Кантонисты | страница 70
Записка эта, довольно пространная, начиналась полным одобрением предполагаемой меры и рассуждением о ее полезности. Вслед за этим же шли разные «но, однакож, несмотря на то, тем не менее» и другие подобные оговорки с выводами, составляющими более чем противовес главному предложению. Был намек на всегдашнюю преданность евреев Российскому правительству, на оказанные ими услуги, на не-политичность меры в настоящих европейских обстоятельствах, долженствующей глубоко оскорбить такой хитрый и мстительный народ, как евреи и т. п. Заключение вытекало уже само собою, а именно, что не пришло еще время для осуществления меры, что введению ее должны бы предшествовать разные распоряжения, необходимые для приготовления евреев к такому коренному перевороту и т. д. Это был замечательный для меня, молодого столоначальника, драгоценный образчик административной казуистики. Сенатор не пожалел в нем всяких уловок своей привычной дипломатии; словом, он сделал все, что мог в своем трудном положении. Ожесточение против него моего приятеля Мордуха было несправедливо».

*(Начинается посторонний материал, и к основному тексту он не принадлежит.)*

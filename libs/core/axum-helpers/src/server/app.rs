use super::shutdown::ShutdownCoordinator;
use crate::errors::handlers::{method_not_allowed, not_found};
use axum::Router;
use axum::http::{HeaderValue, Method, StatusCode, header};
use core_config::Environment;
use core_config::server::ServerConfig;
use std::io;
use std::time::Duration;
use tower_http::compression::CompressionLayer;
use tower_http::cors::{AllowOrigin, CorsLayer};
use tower_http::timeout::TimeoutLayer;
use tower_http::trace::{DefaultMakeSpan, DefaultOnResponse, TraceLayer};
use tracing::{Level, info, warn};
use utoipa::OpenApi;
use utoipa_swagger_ui::SwaggerUi;

/// Wrap the API routes with documentation and cross-cutting layers.
///
/// - Swagger UI at `/swagger-ui`, spec at `/api-docs/openapi.json`
/// - `apis` nested under `/api`
/// - request tracing, a per-request timeout (408 on expiry), CORS, compression
/// - JSON 404 fallback, JSON 405 for known API paths with the wrong method
///
/// CORS origins come from `server_config.cors_allowed_origins`. An empty list
/// is allowed in development (any origin) and rejected in production.
pub fn create_router<T>(
    apis: Router,
    server_config: &ServerConfig,
    environment: &Environment,
) -> io::Result<Router>
where
    T: OpenApi + 'static,
{
    let cors = cors_layer(&server_config.cors_allowed_origins, environment)?;

    let router = Router::new()
        .merge(SwaggerUi::new("/swagger-ui").url("/api-docs/openapi.json", T::openapi()))
        .nest("/api", apis)
        .method_not_allowed_fallback(method_not_allowed)
        .fallback(not_found)
        .layer(
            TraceLayer::new_for_http()
                .make_span_with(DefaultMakeSpan::new().level(Level::INFO))
                .on_response(DefaultOnResponse::new().level(Level::INFO)),
        )
        .layer(TimeoutLayer::with_status_code(
            StatusCode::REQUEST_TIMEOUT,
            server_config.request_timeout,
        ))
        .layer(cors)
        .layer(CompressionLayer::new());

    Ok(router)
}

fn cors_layer(origins: &[String], environment: &Environment) -> io::Result<CorsLayer> {
    if origins.is_empty() {
        if environment.is_production() {
            return Err(io::Error::new(
                io::ErrorKind::InvalidInput,
                "CORS_ALLOWED_ORIGIN is required in production. Example: CORS_ALLOWED_ORIGIN=https://hotels.example.com",
            ));
        }
        warn!("CORS_ALLOWED_ORIGIN not set, accepting any origin");
        return Ok(CorsLayer::permissive());
    }

    let allowed = origins
        .iter()
        .map(|origin| origin.parse::<HeaderValue>())
        .collect::<Result<Vec<_>, _>>()
        .map_err(|e| {
            io::Error::new(
                io::ErrorKind::InvalidInput,
                format!("Invalid CORS_ALLOWED_ORIGIN value: {e}"),
            )
        })?;

    info!(origins = ?origins, "CORS configured");

    Ok(CorsLayer::new()
        .allow_origin(AllowOrigin::list(allowed))
        .allow_methods([
            Method::GET,
            Method::POST,
            Method::PUT,
            Method::DELETE,
            Method::OPTIONS,
        ])
        .allow_headers([header::CONTENT_TYPE, header::ACCEPT])
        .max_age(Duration::from_secs(3600)))
}

/// Serve with coordinated shutdown: on the first signal, stop accepting
/// connections, let in-flight requests drain, then run `cleanup` bounded by
/// `shutdown_timeout`.
pub async fn create_production_app<F>(
    router: Router,
    server_config: &ServerConfig,
    shutdown_timeout: Duration,
    cleanup: F,
) -> io::Result<()>
where
    F: std::future::Future<Output = ()> + Send + 'static,
{
    let coordinator = ShutdownCoordinator::new();
    let listener = tokio::net::TcpListener::bind(server_config.address()).await?;
    info!("Server starting on {}", listener.local_addr()?);

    let signal_watcher = coordinator.clone();
    tokio::spawn(async move { signal_watcher.wait_for_signal().await });

    let drained = coordinator.clone();
    let serve_result = axum::serve(listener, router.into_make_service())
        .with_graceful_shutdown(async move { drained.wait_for_shutdown().await })
        .await
        .inspect_err(|e| tracing::error!("Server encountered an error: {:?}", e));

    info!(timeout = ?shutdown_timeout, "Running cleanup");
    match tokio::time::timeout(shutdown_timeout, cleanup).await {
        Ok(()) => info!("Cleanup completed"),
        Err(_) => warn!(timeout = ?shutdown_timeout, "Cleanup timed out, forcing shutdown"),
    }

    serve_result
}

Если не обращать внимания на антисемитский душок в воспоминаниях чиновника министерства внутренних дел Ципринуса, то можно заключить, что единственным сановником, трезво смотревшим на введение рекрутчины для евреев, был сенатор Н.Н. Новосильцев, считавший неблагоразумным совершить «коренной перелом» в жизни русских евреев без необходимых к тому приготовлений. Император Николай I, наперекор своим советникам, сделал по-своему, не дождавшись даже доклада от великого князя Константина, где тот высказывал свои соображения по этому вопросу, и мы знаем роковые последствия этой поспешности и то нечеловеческое горе, которое евреи России терпели в течение тридцати лет…
По вопросу о подкупе Н.Н. Новосильцева евреями, сообщенном Ципринусом, выступил другой современник — Н.В. Кукольник в «Русском архиве» со следующей заметкой:
«…Относительно еврейской рекрутчины и взятых якобы Николаем Николаевичем 200 тысяч рублей я не могу сказать ничего определенного, потому что я никогда не был в близких отношениях с жидами; но я жил во все это время, когда составлялся проект и последовал указ, в Вильне, в самом средоточии жидовства, и если б существовало что-нибудь подобное, то невозможно, чтобы кто-нибудь из них о том не проговорился. Но ни я, ни кто-либо из жителей здешнего края и намека на это обстоятельство не слышал. Недоброжелателей у Николая Николаевича в здешнем крае было довольно, и известно по какой причине, и если б перед ними хоть один жид проговорился, то поспешили бы тотчас передать эту весть всему краю. А этого не было. А потому, как г-н Ципринус представляет в этом случае в доказательство себя, приводя разговор свой с Мордухом, то я представляю в такое же доказательство себя, утверждая по совести, что об этом происшествии до появления статьи г. Ципринуса я ничего не слышал».